The Magnetic Telescope (1942) is the sixth of the seventeen animated Technicolor short films based upon the DC Comics character of Superman, originally created by Jerry Siegel & Joe Shuster. This animated short was created by Fleischer Studios. The story runs for about eight minutes and covers Superman's adventures in saving the town from a comet drawn toward Earth by a magnetic telescope. It was originally released on April 24, 1942.

==Plot==

Full film

A scientist demonstrates his magnetic telescope, drawing a comet towards Earth. The comet crashes into the town, rolls through the streets, and then tumbles into the ocean nearby. The disaster turns public opinion against the telescope experiments, but the scientist claims the importance of his work is worth the risk to human lives and uses the telescope to pull in another comet. To stop the danger, the police jam a metal bar into the electric generator running the telescope and cut its main wires with axes. The comet, now out of the scientist's control, hurtles towards the town.

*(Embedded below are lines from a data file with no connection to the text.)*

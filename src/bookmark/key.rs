use std::fmt;

use serde::{Deserialize, Serialize};
use thiserror::Error;

/// Field separator inside a bookmark key. Never escaped: labels containing it
/// are rejected by `encode` and by the paradigm loader.
pub const SEPARATOR: char = ':';

#[derive(Clone, Copy, Debug, PartialEq, Eq, Hash, PartialOrd, Ord, Serialize, Deserialize)]
pub enum Category {
    Noun,
    Adjective,
    Pronoun,
    Verb,
}

impl Category {
    pub const ALL: [Category; 4] = [
        Category::Noun,
        Category::Adjective,
        Category::Pronoun,
        Category::Verb,
    ];

    pub fn as_str(self) -> &'static str {
        match self {
            Category::Noun => "Noun",
            Category::Adjective => "Adjective",
            Category::Pronoun => "Pronoun",
            Category::Verb => "Verb",
        }
    }

    pub fn from_name(name: &str) -> Option<Self> {
        Self::ALL.into_iter().find(|c| c.as_str() == name)
    }

    pub fn is_verb(self) -> bool {
        self == Category::Verb
    }
}

impl fmt::Display for Category {
    fn fmt(&self, f: &mut fmt::Formatter<'_>) -> fmt::Result {
        f.write_str(self.as_str())
    }
}

/// One voice/tense/mood combination of a verb.
#[derive(Clone, Debug, PartialEq, Eq, Hash, Serialize, Deserialize)]
pub struct VerbSlice {
    pub voice: String,
    pub tense: String,
    pub mood: String,
}

impl VerbSlice {
    pub fn new(voice: &str, tense: &str, mood: &str) -> Self {
        Self {
            voice: voice.to_string(),
            tense: tense.to_string(),
            mood: mood.to_string(),
        }
    }
}

/// Exactly one displayable paradigm table.
///
/// The verb fields are `Some` only for `Category::Verb`. Use [`Selection::table`]
/// and [`Selection::verb`] to build values that always encode; the fields stay
/// public so the UI can hand over whatever it has and let `encode` reject it.
#[derive(Clone, Debug, PartialEq, Eq, Hash)]
pub struct Selection {
    pub category: Category,
    pub mode: String,
    pub voice: Option<String>,
    pub tense: Option<String>,
    pub mood: Option<String>,
}

impl Selection {
    pub fn table(category: Category, mode: &str) -> Self {
        Self {
            category,
            mode: mode.to_string(),
            voice: None,
            tense: None,
            mood: None,
        }
    }

    pub fn verb(mode: &str, slice: &VerbSlice) -> Self {
        Self {
            category: Category::Verb,
            mode: mode.to_string(),
            voice: Some(slice.voice.clone()),
            tense: Some(slice.tense.clone()),
            mood: Some(slice.mood.clone()),
        }
    }

    /// The verb slice, when all three verb fields are present.
    pub fn verb_slice(&self) -> Option<VerbSlice> {
        match (&self.voice, &self.tense, &self.mood) {
            (Some(voice), Some(tense), Some(mood)) => Some(VerbSlice {
                voice: voice.clone(),
                tense: tense.clone(),
                mood: mood.clone(),
            }),
            _ => None,
        }
    }
}

/// Canonical string form of a [`Selection`]. Serializes as a bare JSON string.
#[derive(Clone, Debug, PartialEq, Eq, Hash, PartialOrd, Ord, Serialize, Deserialize)]
#[serde(transparent)]
pub struct BookmarkKey(String);

impl BookmarkKey {
    pub fn as_str(&self) -> &str {
        &self.0
    }

    /// Decode back into the selection this key names.
    pub fn decode(&self) -> Result<Selection, KeyError> {
        decode(&self.0)
    }
}

impl fmt::Display for BookmarkKey {
    fn fmt(&self, f: &mut fmt::Formatter<'_>) -> fmt::Result {
        f.write_str(&self.0)
    }
}

#[derive(Debug, Error, Clone, PartialEq, Eq)]
pub enum KeyError {
    #[error("invalid selection: {0}")]
    InvalidSelection(String),
    #[error("malformed bookmark key {0:?}")]
    MalformedKey(String),
}

fn check_field(name: &str, value: &str) -> Result<(), KeyError> {
    if value.contains(SEPARATOR) {
        return Err(KeyError::InvalidSelection(format!(
            "{name} {value:?} contains the key separator '{SEPARATOR}'"
        )));
    }
    Ok(())
}

pub fn encode(selection: &Selection) -> Result<BookmarkKey, KeyError> {
    check_field("mode", &selection.mode)?;
    let category = selection.category;

    if category.is_verb() {
        let (Some(voice), Some(tense), Some(mood)) =
            (&selection.voice, &selection.tense, &selection.mood)
        else {
            return Err(KeyError::InvalidSelection(format!(
                "verb selection {:?} needs voice, tense and mood",
                selection.mode
            )));
        };
        check_field("voice", voice)?;
        check_field("tense", tense)?;
        check_field("mood", mood)?;
        Ok(BookmarkKey(format!(
            "{category}{SEPARATOR}{mode}{SEPARATOR}{voice}{SEPARATOR}{tense}{SEPARATOR}{mood}",
            mode = selection.mode
        )))
    } else {
        if selection.voice.is_some() || selection.tense.is_some() || selection.mood.is_some() {
            return Err(KeyError::InvalidSelection(format!(
                "{category} selection {:?} cannot carry voice, tense or mood",
                selection.mode
            )));
        }
        Ok(BookmarkKey(format!(
            "{category}{SEPARATOR}{mode}",
            mode = selection.mode
        )))
    }
}

pub fn decode(key: &str) -> Result<Selection, KeyError> {
    let malformed = || KeyError::MalformedKey(key.to_string());
    let fields: Vec<&str> = key.split(SEPARATOR).collect();

    match fields.as_slice() {
        [category, mode] => {
            let category = Category::from_name(category).ok_or_else(malformed)?;
            if category.is_verb() {
                return Err(malformed());
            }
            Ok(Selection::table(category, mode))
        }
        [category, mode, voice, tense, mood] if *category == Category::Verb.as_str() => {
            Ok(Selection::verb(mode, &VerbSlice::new(voice, tense, mood)))
        }
        _ => Err(malformed()),
    }
}

#[cfg(test)]
mod tests {
    use super::*;

    fn lyo_present() -> Selection {
        Selection::verb(
            "Release (λύω)",
            &VerbSlice::new("Active", "Present", "Indicative"),
        )
    }

    #[test]
    fn test_encode_verb_selection() {
        let key = encode(&lyo_present()).unwrap();
        assert_eq!(key.as_str(), "Verb:Release (λύω):Active:Present:Indicative");
        assert_eq!(key.decode().unwrap(), lyo_present());
    }

    #[test]
    fn test_encode_table_selection() {
        let sel = Selection::table(Category::Noun, "First Declension (μουσα)");
        let key = encode(&sel).unwrap();
        assert_eq!(key.as_str(), "Noun:First Declension (μουσα)");
        assert_eq!(decode(key.as_str()).unwrap(), sel);
    }

    #[test]
    fn test_round_trip_every_category() {
        for category in [Category::Noun, Category::Adjective, Category::Pronoun] {
            let sel = Selection::table(category, "Article (ὁ, ἡ, τό)");
            assert_eq!(decode(encode(&sel).unwrap().as_str()).unwrap(), sel);
        }
        let sel = Selection::verb("To Be (εἰμί)", &VerbSlice::new("Active", "Imperfect", "Indicative"));
        assert_eq!(decode(encode(&sel).unwrap().as_str()).unwrap(), sel);
    }

    #[test]
    fn test_encode_verb_missing_fields_fails() {
        let mut sel = lyo_present();
        sel.mood = None;
        assert!(matches!(encode(&sel), Err(KeyError::InvalidSelection(_))));

        let mut sel = lyo_present();
        sel.voice = None;
        sel.tense = None;
        assert!(matches!(encode(&sel), Err(KeyError::InvalidSelection(_))));
    }

    #[test]
    fn test_encode_table_with_verb_fields_fails() {
        let mut sel = Selection::table(Category::Pronoun, "Intensive (αὐτός)");
        sel.tense = Some("Present".to_string());
        assert!(matches!(encode(&sel), Err(KeyError::InvalidSelection(_))));
    }

    #[test]
    fn test_encode_rejects_separator_in_fields() {
        let sel = Selection::table(Category::Noun, "Bad: label");
        assert!(matches!(encode(&sel), Err(KeyError::InvalidSelection(_))));

        let sel = Selection::verb("Release (λύω)", &VerbSlice::new("Active", "Pre:sent", "Indicative"));
        assert!(matches!(encode(&sel), Err(KeyError::InvalidSelection(_))));
    }

    #[test]
    fn test_decode_rejects_wrong_shapes() {
        for bad in [
            "",
            "Noun",
            "Noun:a:b",
            "Verb:Release (λύω)",
            "Noun:a:Active:Present:Indicative",
            "Verb:a:b:c:d:e",
            "Adverb:quickly",
        ] {
            assert_eq!(
                decode(bad),
                Err(KeyError::MalformedKey(bad.to_string())),
                "{bad:?} should be malformed"
            );
        }
    }

    #[test]
    fn test_category_names_round_trip() {
        for category in Category::ALL {
            assert_eq!(Category::from_name(category.as_str()), Some(category));
        }
        assert_eq!(Category::from_name("noun"), None);
    }
}
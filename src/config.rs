use std::fs;
use std::path::{Path, PathBuf};

use anyhow::{Context, Result};
use serde::{Deserialize, Serialize};

#[derive(Clone, Debug, Serialize, Deserialize)]
pub struct Config {
    #[serde(default = "default_theme")]
    pub theme: String,
    /// Paradigm file to use instead of the bundled one.
    #[serde(default)]
    pub paradigms_path: Option<String>,
    #[serde(default = "default_data_dir")]
    pub data_dir: String,
    #[serde(default = "default_strict_accents")]
    pub strict_accents: bool,
    #[serde(default = "default_randomize_next")]
    pub randomize_next: bool,
    #[serde(default = "default_log_level")]
    pub log_level: String,
}

fn default_theme() -> String {
    "parchment".to_string()
}
fn default_data_dir() -> String {
    dirs::data_dir()
        .unwrap_or_else(|| PathBuf::from("."))
        .join("klisis")
        .to_string_lossy()
        .to_string()
}
fn default_strict_accents() -> bool {
    false
}
fn default_randomize_next() -> bool {
    false
}
fn default_log_level() -> String {
    "info".to_string()
}

impl Default for Config {
    fn default() -> Self {
        Self {
            theme: default_theme(),
            paradigms_path: None,
            data_dir: default_data_dir(),
            strict_accents: default_strict_accents(),
            randomize_next: default_randomize_next(),
            log_level: default_log_level(),
        }
    }
}

/// Command-line settings that apply to one run and are never saved.
#[derive(Clone, Debug, Default)]
pub struct Overrides {
    pub theme: Option<String>,
    pub paradigms_path: Option<String>,
    pub data_dir: Option<String>,
    pub randomize_next: bool,
}

impl Config {
    pub fn load() -> Result<Self> {
        Self::load_from(&Self::config_path())
    }

    pub fn load_from(path: &Path) -> Result<Self> {
        if path.exists() {
            let content = fs::read_to_string(path)
                .with_context(|| format!("reading {}", path.display()))?;
            let config: Config = toml::from_str(&content)
                .with_context(|| format!("parsing {}", path.display()))?;
            Ok(config)
        } else {
            Ok(Config::default())
        }
    }

    pub fn save_to(&self, path: &Path) -> Result<()> {
        if let Some(parent) = path.parent() {
            fs::create_dir_all(parent)?;
        }
        let content = toml::to_string_pretty(self)?;
        fs::write(path, content)?;
        Ok(())
    }

    pub fn with_overrides(&self, overrides: &Overrides) -> Config {
        let mut config = self.clone();
        if let Some(theme) = &overrides.theme {
            config.theme = theme.clone();
        }
        if let Some(path) = &overrides.paradigms_path {
            config.paradigms_path = Some(path.clone());
        }
        if let Some(dir) = &overrides.data_dir {
            config.data_dir = dir.clone();
        }
        if overrides.randomize_next {
            config.randomize_next = true;
        }
        config
    }

    pub fn config_dir() -> PathBuf {
        dirs::config_dir()
            .unwrap_or_else(|| PathBuf::from("."))
            .join("klisis")
    }

    pub fn config_path() -> PathBuf {
        Self::config_dir().join("config.toml")
    }

    pub fn data_path(&self) -> PathBuf {
        PathBuf::from(&self.data_dir)
    }

    pub fn log_dir(&self) -> PathBuf {
        self.data_path().join("logs")
    }
}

As the police and scientist flee, Lois Lane calls the Daily Planet from the scientist's building, reporting the impending disaster as the building crumbles around her and pins her. Clark Kent takes a cab to the telescope. Pieces of the comet destroy the road in front of the cab, and the cabby flees. Clark changes clothes in the back of the car, becoming Superman.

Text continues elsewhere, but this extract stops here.